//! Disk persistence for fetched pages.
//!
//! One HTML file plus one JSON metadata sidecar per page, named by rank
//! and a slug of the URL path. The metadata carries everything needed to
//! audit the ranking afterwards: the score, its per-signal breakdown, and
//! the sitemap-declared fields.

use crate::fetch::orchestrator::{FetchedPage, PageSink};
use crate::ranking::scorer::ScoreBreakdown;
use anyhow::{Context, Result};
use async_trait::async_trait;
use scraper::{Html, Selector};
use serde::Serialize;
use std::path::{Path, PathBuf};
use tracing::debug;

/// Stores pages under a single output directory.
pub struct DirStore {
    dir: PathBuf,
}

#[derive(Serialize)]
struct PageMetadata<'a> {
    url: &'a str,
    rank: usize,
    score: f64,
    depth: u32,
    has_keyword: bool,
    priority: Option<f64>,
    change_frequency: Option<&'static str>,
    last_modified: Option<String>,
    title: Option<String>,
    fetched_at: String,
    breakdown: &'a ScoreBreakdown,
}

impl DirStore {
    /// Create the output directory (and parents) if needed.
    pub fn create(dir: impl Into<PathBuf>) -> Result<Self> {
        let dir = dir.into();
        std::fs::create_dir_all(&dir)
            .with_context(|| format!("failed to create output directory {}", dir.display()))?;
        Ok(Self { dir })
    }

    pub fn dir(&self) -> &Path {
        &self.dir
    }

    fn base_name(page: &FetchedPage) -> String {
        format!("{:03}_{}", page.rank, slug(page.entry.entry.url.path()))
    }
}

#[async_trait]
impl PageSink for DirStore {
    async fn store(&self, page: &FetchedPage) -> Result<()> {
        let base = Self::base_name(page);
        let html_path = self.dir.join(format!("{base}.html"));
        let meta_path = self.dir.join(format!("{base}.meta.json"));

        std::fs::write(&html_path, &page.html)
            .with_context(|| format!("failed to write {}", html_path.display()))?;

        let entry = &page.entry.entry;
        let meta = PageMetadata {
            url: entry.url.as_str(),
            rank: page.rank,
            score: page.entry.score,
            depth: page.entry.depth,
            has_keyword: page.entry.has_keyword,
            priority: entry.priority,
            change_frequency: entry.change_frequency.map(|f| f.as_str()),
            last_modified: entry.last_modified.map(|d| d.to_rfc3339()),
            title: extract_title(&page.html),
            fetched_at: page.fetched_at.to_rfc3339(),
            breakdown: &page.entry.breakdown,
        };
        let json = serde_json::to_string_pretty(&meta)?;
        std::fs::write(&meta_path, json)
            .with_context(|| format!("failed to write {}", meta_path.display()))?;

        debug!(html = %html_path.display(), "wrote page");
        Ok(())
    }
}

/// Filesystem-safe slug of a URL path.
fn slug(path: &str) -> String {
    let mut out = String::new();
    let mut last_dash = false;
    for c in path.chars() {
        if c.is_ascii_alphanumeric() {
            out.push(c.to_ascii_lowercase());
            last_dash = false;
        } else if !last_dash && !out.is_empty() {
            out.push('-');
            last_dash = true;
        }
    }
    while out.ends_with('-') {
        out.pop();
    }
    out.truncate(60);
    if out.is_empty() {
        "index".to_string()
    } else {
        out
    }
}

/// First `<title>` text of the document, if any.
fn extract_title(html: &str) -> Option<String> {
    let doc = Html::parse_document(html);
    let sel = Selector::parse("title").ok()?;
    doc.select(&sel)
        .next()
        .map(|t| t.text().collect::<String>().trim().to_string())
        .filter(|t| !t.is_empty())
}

* * *

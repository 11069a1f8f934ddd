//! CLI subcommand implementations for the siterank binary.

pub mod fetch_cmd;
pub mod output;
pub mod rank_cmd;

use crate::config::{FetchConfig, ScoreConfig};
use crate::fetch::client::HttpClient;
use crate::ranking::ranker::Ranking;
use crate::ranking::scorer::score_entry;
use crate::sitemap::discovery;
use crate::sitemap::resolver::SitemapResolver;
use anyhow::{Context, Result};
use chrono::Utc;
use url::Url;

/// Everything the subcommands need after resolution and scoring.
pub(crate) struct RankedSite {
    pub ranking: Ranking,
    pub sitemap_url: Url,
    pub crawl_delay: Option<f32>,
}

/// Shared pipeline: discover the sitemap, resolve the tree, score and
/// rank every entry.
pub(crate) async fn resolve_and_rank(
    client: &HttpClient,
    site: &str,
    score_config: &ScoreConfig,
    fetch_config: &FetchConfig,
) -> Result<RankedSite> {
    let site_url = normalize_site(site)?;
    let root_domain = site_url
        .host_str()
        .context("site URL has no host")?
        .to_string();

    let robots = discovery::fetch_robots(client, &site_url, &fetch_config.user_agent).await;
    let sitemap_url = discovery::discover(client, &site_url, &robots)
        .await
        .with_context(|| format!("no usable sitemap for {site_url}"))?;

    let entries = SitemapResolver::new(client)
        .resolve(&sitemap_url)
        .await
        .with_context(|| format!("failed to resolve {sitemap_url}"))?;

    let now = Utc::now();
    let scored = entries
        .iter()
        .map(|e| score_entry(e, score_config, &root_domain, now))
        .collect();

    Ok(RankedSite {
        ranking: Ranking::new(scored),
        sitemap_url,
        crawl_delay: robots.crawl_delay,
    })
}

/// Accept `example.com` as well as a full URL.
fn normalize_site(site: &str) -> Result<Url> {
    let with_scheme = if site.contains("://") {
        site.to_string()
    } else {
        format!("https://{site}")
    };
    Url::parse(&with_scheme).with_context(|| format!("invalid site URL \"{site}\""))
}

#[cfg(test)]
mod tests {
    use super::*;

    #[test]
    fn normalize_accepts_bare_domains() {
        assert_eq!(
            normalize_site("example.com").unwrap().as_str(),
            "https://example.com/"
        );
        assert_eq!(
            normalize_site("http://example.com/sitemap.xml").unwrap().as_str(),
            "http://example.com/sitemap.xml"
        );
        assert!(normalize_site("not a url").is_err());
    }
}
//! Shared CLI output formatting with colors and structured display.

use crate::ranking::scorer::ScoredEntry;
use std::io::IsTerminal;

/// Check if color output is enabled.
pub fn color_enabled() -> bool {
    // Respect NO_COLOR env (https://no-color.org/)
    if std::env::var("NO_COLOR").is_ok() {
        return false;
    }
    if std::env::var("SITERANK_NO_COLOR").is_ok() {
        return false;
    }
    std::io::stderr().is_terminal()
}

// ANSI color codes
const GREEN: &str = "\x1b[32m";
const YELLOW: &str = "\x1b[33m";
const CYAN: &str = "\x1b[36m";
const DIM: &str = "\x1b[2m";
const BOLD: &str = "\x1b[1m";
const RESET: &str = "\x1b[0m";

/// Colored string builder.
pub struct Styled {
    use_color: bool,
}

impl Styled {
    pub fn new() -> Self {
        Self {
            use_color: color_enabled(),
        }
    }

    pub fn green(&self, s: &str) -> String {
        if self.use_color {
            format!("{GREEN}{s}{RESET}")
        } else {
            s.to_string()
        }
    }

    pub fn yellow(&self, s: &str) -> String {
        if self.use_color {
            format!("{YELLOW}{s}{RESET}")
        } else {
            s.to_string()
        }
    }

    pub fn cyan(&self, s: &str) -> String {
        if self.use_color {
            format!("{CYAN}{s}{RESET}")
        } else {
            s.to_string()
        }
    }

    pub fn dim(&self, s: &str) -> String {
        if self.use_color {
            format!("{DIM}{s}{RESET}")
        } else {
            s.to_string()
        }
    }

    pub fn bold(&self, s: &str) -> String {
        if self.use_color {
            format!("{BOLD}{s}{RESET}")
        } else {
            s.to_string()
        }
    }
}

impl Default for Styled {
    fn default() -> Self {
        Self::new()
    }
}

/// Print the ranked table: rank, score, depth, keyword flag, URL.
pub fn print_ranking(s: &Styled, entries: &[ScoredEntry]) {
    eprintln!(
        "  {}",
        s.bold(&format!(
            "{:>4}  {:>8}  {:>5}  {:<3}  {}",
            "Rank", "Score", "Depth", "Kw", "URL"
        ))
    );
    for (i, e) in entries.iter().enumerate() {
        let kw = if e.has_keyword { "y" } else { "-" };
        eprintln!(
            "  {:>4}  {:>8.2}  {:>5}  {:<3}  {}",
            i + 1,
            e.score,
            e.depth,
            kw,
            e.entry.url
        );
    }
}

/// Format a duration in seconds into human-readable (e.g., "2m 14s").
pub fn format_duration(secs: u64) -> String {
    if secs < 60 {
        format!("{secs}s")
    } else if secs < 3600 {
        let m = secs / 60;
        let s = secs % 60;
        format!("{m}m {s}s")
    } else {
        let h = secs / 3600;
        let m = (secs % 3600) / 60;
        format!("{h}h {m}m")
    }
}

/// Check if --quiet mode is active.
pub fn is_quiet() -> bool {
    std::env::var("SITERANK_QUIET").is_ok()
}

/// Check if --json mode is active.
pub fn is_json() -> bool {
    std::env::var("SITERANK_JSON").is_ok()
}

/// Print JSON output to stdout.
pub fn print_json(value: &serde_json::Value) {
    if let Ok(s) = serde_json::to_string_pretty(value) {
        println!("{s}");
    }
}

_WORK TO BE COMPLETED_
Both the line containing "for fetched pages." and the line containing "use tracing::debug;" belong in the answer. Print them and every line above that falls between them exactly, and no others.

_ANSWER TO THIS PROBLEM_
//! Disk persistence for fetched pages.
//!
//! One HTML file plus one JSON metadata sidecar per page, named by rank
//! and a slug of the URL path. The metadata carries everything needed to
//! audit the ranking afterwards: the score, its per-signal breakdown, and
//! the sitemap-declared fields.

use crate::fetch::orchestrator::{FetchedPage, PageSink};
use crate::ranking::scorer::ScoreBreakdown;
use anyhow::{Context, Result};
use async_trait::async_trait;
use scraper::{Html, Selector};
use serde::Serialize;
use std::path::{Path, PathBuf};
use tracing::debug;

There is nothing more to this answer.